(Records from a collection)

//! Reporting and output generation
//!
//! Global invariants enforced:
//! - One output line per parsed frame, in stack order
//! - Byte-for-byte identical output across runs

use crate::stack_trace::StackFrame;
use crate::stack_trace_deminifier::DeminifyStackTraceResult;
use serde::{Deserialize, Serialize};
use std::str::FromStr;

/// Output format for rendered results
#[derive(Debug, Clone, Copy, Default, PartialEq, Eq, Serialize, Deserialize)]
#[serde(rename_all = "lowercase")]
pub enum OutputFormat {
    #[default]
    Text,
    Json,
}

impl FromStr for OutputFormat {
    type Err = anyhow::Error;

    fn from_str(s: &str) -> Result<Self, Self::Err> {
        match s {
            "text" => Ok(OutputFormat::Text),
            "json" => Ok(OutputFormat::Json),
            other => anyhow::bail!("unknown output format: {} (expected text or json)", other),
        }
    }
}

/// Render a result in the requested format
pub fn render(result: &DeminifyStackTraceResult, format: OutputFormat) -> String {
    match format {
        OutputFormat::Text => render_text(result),
        OutputFormat::Json => render_json(result),
    }
}

/// Render a result as a V8-style stack trace
///
/// Positions are printed one-based and `?` stands in for anything unresolved.
/// A function name that could not be resolved falls back to the minified one.
/// Frames that carry errors list them after the location; frames that could
/// not be deminified at all are printed as they were parsed.
pub fn render_text(result: &DeminifyStackTraceResult) -> String {
    let mut output = String::new();

    for (index, minified) in result.minified_stack_frames.iter().enumerate() {
        match result.deminified_stack_frame_results.get(index).and_then(Option::as_ref) {
            Some(deminified) => {
                let frame = &deminified.deminified_stack_frame;
                if frame.function_name.is_none() && minified.function_name.is_some() {
                    // Unresolved names are shown as the runtime wrote them
                    let frame = StackFrame {
                        function_name: minified.function_name.clone(),
                        ..frame.clone()
                    };
                    output.push_str(&format_frame(&frame));
                } else {
                    output.push_str(&format_frame(frame));
                }
                if !deminified.deminification_error.is_none() {
                    output.push_str(&format!("  [{}]", deminified.deminification_error));
                }
            }
            None => {
                output.push_str(&format_frame(minified));
                output.push_str("  [not deminified]");
            }
        }
        output.push('\n');
    }

    output
}

/// Render a result as pretty-printed JSON
pub fn render_json(result: &DeminifyStackTraceResult) -> String {
    serde_json::to_string_pretty(result).unwrap_or_else(|_| "{}".to_string())
}

fn format_frame(frame: &StackFrame) -> String {
    let name = frame.function_name.as_deref().unwrap_or("?");
    let file = frame.file_path.as_deref().unwrap_or("?");
    let location = match frame.source_position {
        Some(position) => position.to_string(),
        None => "?:?".to_string(),
    };
    format!("    at {} ({}:{})", name, file, location)
}

#[cfg(test)]
mod tests {
    use super::*;
    use crate::deminifier::{DeminificationError, DeminificationErrors, StackFrameDeminificationResult};
    use crate::position::SourcePosition;

    fn sample() -> DeminifyStackTraceResult {
        let minified = vec![
            StackFrame::new(Some("a.a".to_string()), "http://x/app.js", SourcePosition::new(0, 98)),
            StackFrame::new(None, "http://x/app.js", SourcePosition::new(0, 400)),
            StackFrame::new(Some("c".to_string()), "http://x/app.js", SourcePosition::new(0, 134)),
        ];
        let results = vec![
            Some(StackFrameDeminificationResult {
                deminified_stack_frame: StackFrame::new(
                    Some("Widget.render".to_string()),
                    "src/widget.js",
                    SourcePosition::new(6, 75),
                ),
                deminification_error: DeminificationErrors::NONE,
            }),
            Some(StackFrameDeminificationResult {
                deminified_stack_frame: StackFrame::default(),
                deminification_error: DeminificationError::NoSourceMap
                    | DeminificationError::NoWrappingFunctionFound,
            }),
            None,
        ];
        DeminifyStackTraceResult {
            minified_stack_frames: minified,
            deminified_stack_frame_results: results,
        }
    }

    #[test]
    fn test_render_text() {
        let text = render_text(&sample());

        assert_eq!(
            text,
            "    at Widget.render (src/widget.js:7:76)\n\
             \x20   at ? (?:?:?)  [NoSourceMap, NoWrappingFunctionFound]\n\
             \x20   at c (http://x/app.js:1:135)  [not deminified]\n"
        );
    }

    #[test]
    fn test_render_text_keeps_unresolved_gecko_name() {
        let result = DeminifyStackTraceResult {
            minified_stack_frames: vec![StackFrame::new(
                Some("window.onload/<".to_string()),
                "http://x/app.js",
                SourcePosition::new(0, 4),
            )],
            deminified_stack_frame_results: vec![Some(StackFrameDeminificationResult {
                deminified_stack_frame: StackFrame::new(None, "http://x/app.js", SourcePosition::new(0, 4)),
                deminification_error: DeminificationError::NoWrappingFunctionFound.into(),
            })],
        };

        assert_eq!(
            render_text(&result),
            "    at window.onload/< (http://x/app.js:1:5)  [NoWrappingFunctionFound]\n"
        );
    }

    #[test]
    fn test_render_text_empty() {
        assert_eq!(render_text(&DeminifyStackTraceResult::default()), "");
    }

    #[test]
    fn test_render_json_shape() {
        let json = render_json(&sample());
        let value: serde_json::Value = serde_json::from_str(&json).unwrap();

        assert_eq!(value["minified_stack_frames"].as_array().unwrap().len(), 3);
        let results = value["deminified_stack_frame_results"].as_array().unwrap();
        assert_eq!(results[0]["deminification_error"], serde_json::json!([]));
        assert_eq!(
            results[1]["deminification_error"],
            serde_json::json!(["NoSourceMap", "NoWrappingFunctionFound"])
        );
        assert!(results[2].is_null());
        assert_eq!(
            results[0]["deminified_stack_frame"]["source_position"],
            serde_json::json!({"line": 6, "column": 75})
        );
    }

    #[test]
    fn test_output_format_from_str() {
        assert_eq!("text".parse::<OutputFormat>().unwrap(), OutputFormat::Text);
        assert_eq!("json".parse::<OutputFormat>().unwrap(), OutputFormat::Json);
        assert!("yaml".parse::<OutputFormat>().is_err());
    }
}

--- Problem ---
Restate the records above word for word.

--- Result of the exercise ---
//! Reporting and output generation
//!
//! Global invariants enforced:
//! - One output line per parsed frame, in stack order
//! - Byte-for-byte identical output across runs

use crate::stack_trace::StackFrame;
use crate::stack_trace_deminifier::DeminifyStackTraceResult;
use serde::{Deserialize, Serialize};
use std::str::FromStr;

/// Output format for rendered results
#[derive(Debug, Clone, Copy, Default, PartialEq, Eq, Serialize, Deserialize)]
#[serde(rename_all = "lowercase")]
pub enum OutputFormat {
    #[default]
    Text,
    Json,
}

impl FromStr for OutputFormat {
    type Err = anyhow::Error;

    fn from_str(s: &str) -> Result<Self, Self::Err> {
        match s {
            "text" => Ok(OutputFormat::Text),
            "json" => Ok(OutputFormat::Json),
            other => anyhow::bail!("unknown output format: {} (expected text or json)", other),
        }
    }
}

/// Render a result in the requested format
pub fn render(result: &DeminifyStackTraceResult, format: OutputFormat) -> String {
    match format {
        OutputFormat::Text => render_text(result),
        OutputFormat::Json => render_json(result),
    }
}

/// Render a result as a V8-style stack trace
///
/// Positions are printed one-based and `?` stands in for anything unresolved.
/// A function name that could not be resolved falls back to the minified one.
/// Frames that carry errors list them after the location; frames that could
/// not be deminified at all are printed as they were parsed.
pub fn render_text(result: &DeminifyStackTraceResult) -> String {
    let mut output = String::new();

    for (index, minified) in result.minified_stack_frames.iter().enumerate() {
        match result.deminified_stack_frame_results.get(index).and_then(Option::as_ref) {
            Some(deminified) => {
                let frame = &deminified.deminified_stack_frame;
                if frame.function_name.is_none() && minified.function_name.is_some() {
                    // Unresolved names are shown as the runtime wrote them
                    let frame = StackFrame {
                        function_name: minified.function_name.clone(),
                        ..frame.clone()
                    };
                    output.push_str(&format_frame(&frame));
                } else {
                    output.push_str(&format_frame(frame));
                }
                if !deminified.deminification_error.is_none() {
                    output.push_str(&format!("  [{}]", deminified.deminification_error));
                }
            }
            None => {
                output.push_str(&format_frame(minified));
                output.push_str("  [not deminified]");
            }
        }
        output.push('\n');
    }

    output
}

/// Render a result as pretty-printed JSON
pub fn render_json(result: &DeminifyStackTraceResult) -> String {
    serde_json::to_string_pretty(result).unwrap_or_else(|_| "{}".to_string())
}

fn format_frame(frame: &StackFrame) -> String {
    let name = frame.function_name.as_deref().unwrap_or("?");
    let file = frame.file_path.as_deref().unwrap_or("?");
    let location = match frame.source_position {
        Some(position) => position.to_string(),
        None => "?:?".to_string(),
    };
    format!("    at {} ({}:{})", name, file, location)
}

#[cfg(test)]
mod tests {
    use super::*;
    use crate::deminifier::{DeminificationError, DeminificationErrors, StackFrameDeminificationResult};
    use crate::position::SourcePosition;

    fn sample() -> DeminifyStackTraceResult {
        let minified = vec![
            StackFrame::new(Some("a.a".to_string()), "http://x/app.js", SourcePosition::new(0, 98)),
            StackFrame::new(None, "http://x/app.js", SourcePosition::new(0, 400)),
            StackFrame::new(Some("c".to_string()), "http://x/app.js", SourcePosition::new(0, 134)),
        ];
        let results = vec![
            Some(StackFrameDeminificationResult {
                deminified_stack_frame: StackFrame::new(
                    Some("Widget.render".to_string()),
                    "src/widget.js",
                    SourcePosition::new(6, 75),
                ),
                deminification_error: DeminificationErrors::NONE,
            }),
            Some(StackFrameDeminificationResult {
                deminified_stack_frame: StackFrame::default(),
                deminification_error: DeminificationError::NoSourceMap
                    | DeminificationError::NoWrappingFunctionFound,
            }),
            None,
        ];
        DeminifyStackTraceResult {
            minified_stack_frames: minified,
            deminified_stack_frame_results: results,
        }
    }

    #[test]
    fn test_render_text() {
        let text = render_text(&sample());

        assert_eq!(
            text,
            "    at Widget.render (src/widget.js:7:76)\n\
             \x20   at ? (?:?:?)  [NoSourceMap, NoWrappingFunctionFound]\n\
             \x20   at c (http://x/app.js:1:135)  [not deminified]\n"
        );
    }

    #[test]
    fn test_render_text_keeps_unresolved_gecko_name() {
        let result = DeminifyStackTraceResult {
            minified_stack_frames: vec![StackFrame::new(
                Some("window.onload/<".to_string()),
                "http://x/app.js",
                SourcePosition::new(0, 4),
            )],
            deminified_stack_frame_results: vec![Some(StackFrameDeminificationResult {
                deminified_stack_frame: StackFrame::new(None, "http://x/app.js", SourcePosition::new(0, 4)),
                deminification_error: DeminificationError::NoWrappingFunctionFound.into(),
            })],
        };

        assert_eq!(
            render_text(&result),
            "    at window.onload/< (http://x/app.js:1:5)  [NoWrappingFunctionFound]\n"
        );
    }

    #[test]
    fn test_render_text_empty() {
        assert_eq!(render_text(&DeminifyStackTraceResult::default()), "");
    }

    #[test]
    fn test_render_json_shape() {
        let json = render_json(&sample());
        let value: serde_json::Value = serde_json::from_str(&json).unwrap();

        assert_eq!(value["minified_stack_frames"].as_array().unwrap().len(), 3);
        let results = value["deminified_stack_frame_results"].as_array().unwrap();
        assert_eq!(results[0]["deminification_error"], serde_json::json!([]));
        assert_eq!(
            results[1]["deminification_error"],
            serde_json::json!(["NoSourceMap", "NoWrappingFunctionFound"])
        );
        assert!(results[2].is_null());
        assert_eq!(
            results[0]["deminified_stack_frame"]["source_position"],
            serde_json::json!({"line": 6, "column": 75})
        );
    }

    #[test]
    fn test_output_format_from_str() {
        assert_eq!("text".parse::<OutputFormat>().unwrap(), OutputFormat::Text);
        assert_eq!("json".parse::<OutputFormat>().unwrap(), OutputFormat::Json);
        assert!("yaml".parse::<OutputFormat>().is_err());
    }
}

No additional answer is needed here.